政府は、株式の配当金や投資信託の分配金、債券の利子などの金融所得を高齢者の医療保険料に反映させる制度を、2020年代後半に導入する方針です。
これまで確定申告をしなければ金融所得は保険料に反映されず、負担が軽くなるケースがありましたが、「不公平だ」という声が長年続いていました。
今回の見直しにより、金融資産の多い高齢者は負担が増える可能性があり、逆に現役世代は将来的に負担が抑えられることが期待されています。
この記事では、制度がどう変わるのか、家計への影響は何なのかを一般の方向けに整理します。
1. なぜ制度が変わるのか
現在、医療保険や介護保険の保険料は「所得の額」に応じて決まります。
ただし、金融所得(配当金・利子・売却益など)は確定申告をしなければ自治体が把握できないという問題がありました。
その結果、同じ金融所得でも、
- 申告しない人は保険料が安いまま
- 申告する人は正しく反映され負担が増える
という不公平が生まれていました。
例えば、75歳以上の高齢者で年間500万円の配当がある場合、
- 申告なし → 年約1万5千円の保険料
- 申告あり → 年約52万円の保険料(約35倍)
という極端な差が出てしまいます。
政府はこの「申告次第で負担が変わる」構造を是正するため、制度を見直します。
2. どのように変わるのか
制度改正の方向性は次の通りです。
- 証券会社がつくる「税務調書」をデジタル化して一元管理
- マイナンバーと連携し、金融所得を自動で把握
- まずは 75歳以上(後期高齢者医療制度) から反映
- 今後は国民健康保険や介護保険にも広げる方向
- NISA口座の非課税運用は対象外
- 会社員の健康保険は対象外(給与で保険料が決まるため)
これにより、確定申告の有無に関係なく、金融所得が自動的に保険料へ反映される仕組みが整います。
3. 高齢者の家計への影響
(1)保険料・医療費の自己負担が上がる可能性
金融所得が多い高齢者は、保険料が増える可能性があります。
また、後期高齢者医療制度では、所得に応じて窓口負担が1割→3割に上がるケースもあり、医療費の実質負担が増える場合があります。
(2)配当金中心の運用は負担が増えやすい
- 高配当株や債券利子は、そのまま所得として保険料に反映される
- 投資の仕方によっては保険料への影響が大きくなる可能性
必要に応じて、運用スタイルの見直しも検討しておきたいところです。
4. 現役世代(働く世代)への影響
後期高齢者医療制度は、医療費の約4割を現役世代の保険料で支えています。
金融資産を多く持つ高齢者の負担が増えることで、現役世代の保険料負担の増加が抑えられる効果が期待されます。

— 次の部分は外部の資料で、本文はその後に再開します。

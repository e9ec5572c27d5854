//! Single-shift billing orchestration.
//!
//! This module wires the calculation stages together: it validates the
//! shift, measures its duration, classifies its date, optionally splits
//! weekday evening hours, and prices each portion through the configured
//! [`RateProvider`].

use chrono::NaiveTime;
use rust_decimal::Decimal;
use tracing::info;

use crate::calculation::day_type::classify_date;
use crate::calculation::duration::shift_hours;
use crate::calculation::provider::RateProvider;
use crate::calculation::weeknight::split_weeknight;
use crate::error::EngineResult;
use crate::models::{DayCategory, HolidayCalendar, RatedAllocation, Shift, ShiftBilling};

/// Bills a single shift.
///
/// The shift's date is classified against the holiday calendar, its
/// duration is measured with the midnight-crossing rule, and the hours
/// are priced through the provider. For weekday shifts under a provider
/// that splits weeknight hours, the portion at or after
/// `weeknight_threshold` is billed as `weeknight` and the rest as
/// `weekday`, as separate line items on the same result.
///
/// # Arguments
///
/// * `shift` - The shift to bill
/// * `provider` - The rate source pricing the hours
/// * `holidays` - The public-holiday calendar for date classification
/// * `weeknight_threshold` - Clock time after which weekday hours count
///   as weeknight
///
/// # Returns
///
/// Returns the shift's billing result, or an error if the shift fails
/// validation or the provider cannot supply rates.
///
/// # Examples
///
/// ```
/// use billing_engine::calculation::{TieredRates, bill_shift};
/// use billing_engine::models::{HolidayCalendar, Shift, parse_clock_time};
/// use billing_engine::store::InMemoryStore;
/// use chrono::NaiveDate;
/// use std::sync::Arc;
///
/// let shift = Shift {
///     id: "shift_001".to_string(),
///     date: NaiveDate::from_ymd_opt(2025, 10, 6).unwrap(),
///     start_time: parse_clock_time("09:00").unwrap(),
///     end_time: parse_clock_time("17:00").unwrap(),
///     shift_type: "standard".to_string(),
///     company_id: "acme".to_string(),
///     user_id: "user_001".to_string(),
/// };
///
/// let provider = TieredRates::new(Arc::new(InMemoryStore::new()));
/// let holidays = HolidayCalendar::default();
/// let threshold = parse_clock_time("19:00").unwrap();
///
/// let result = bill_shift(&shift, &provider, &holidays, threshold).unwrap();
/// assert_eq!(result.total_amount, 20000);
/// ```
pub fn bill_shift(
    shift: &Shift,
    provider: &dyn RateProvider,
    holidays: &HolidayCalendar,
    weeknight_threshold: NaiveTime,
) -> EngineResult<ShiftBilling> {
    shift.validate()?;

    let total_hours = shift_hours(shift);
    let day_type = classify_date(shift.date, holidays);

    let billing = if day_type == DayCategory::Weekday && provider.splits_weeknight() {
        let split = split_weeknight(shift, weeknight_threshold);
        let mut billing: Vec<RatedAllocation> = Vec::new();
        if split.weekday_hours > Decimal::ZERO {
            billing.extend(provider.rate(shift, DayCategory::Weekday, split.weekday_hours)?);
        }
        if split.weeknight_hours > Decimal::ZERO {
            billing.extend(provider.rate(shift, DayCategory::Weeknight, split.weeknight_hours)?);
        }
        billing
    } else {
        provider.rate(shift, day_type, total_hours)?
    };

    let result = ShiftBilling::new(shift, day_type, billing);
    info!(
        shift_id = %result.shift_id,
        day_type = %result.day_type,
        total_hours = %result.total_hours,
        total_amount = result.total_amount,
        "Shift billed"
    );
    Ok(result)
}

子育て世帯や働き盛り世代にとっては、社会保険料の将来の負担が少しでも抑えられる観点で注目される制度です。
5. NISAが対象外という大きなポイント
今回の制度改正では、NISA口座で運用している金融所得は保険料の算定対象外となります。
そのため、
- 老後の資産運用でもNISAは有利
- 配当や利子ではなく「値上がり益」中心の運用は保険料への影響が少ない
という特徴があります。
高齢者にとっても、NISAの重要度はますます高まります。
6. 一般の人が今からできること
■ 高齢者の方
- 配当収入が多い場合は保険料負担が増える可能性がある
- 運用スタイルを見直すタイミングとして活用できる
- 医療費の自己負担が増える可能性を考え、家計管理を見直す
■ 親の資産管理をしている世帯
- 親の資産状況が医療費や保険料に影響する可能性が高まる
- 成年後見制度や家族信託などと関連して、見直しの必要が出てくる場合も
■ 現役世代
- NISAを中心とした長期運用がより重要
- 将来の社会保険料が抑えられる期待がある
- 親世帯の資産状況を把握しておくメリットが高まる
結論
今回の制度改正は、「所得に応じて公平に負担する」という方向性を明確にするものです。
高齢者の金融所得が自動的に保険料に反映されることで、負担が増える可能性もありますが、現役世代にとっては将来の社会保険料が抑えられる効果も期待できます。
制度開始までまだ数年ありますが、
- 運用の仕方
- 医療費負担の見通し
- 親子世帯の資産状況の把握
など、早めの準備が安心につながります。
家計全体で長期的な視点を持ち、今回の制度改正を前向きに活かしていただければと思います。
出典
・日本経済新聞「高齢者の金融所得、保険料に反映」
・日本経済新聞「金融所得 利子・配当、高齢層が過半」
という事で、今回は以上とさせていただきます。
次回以降も、よろしくお願いします。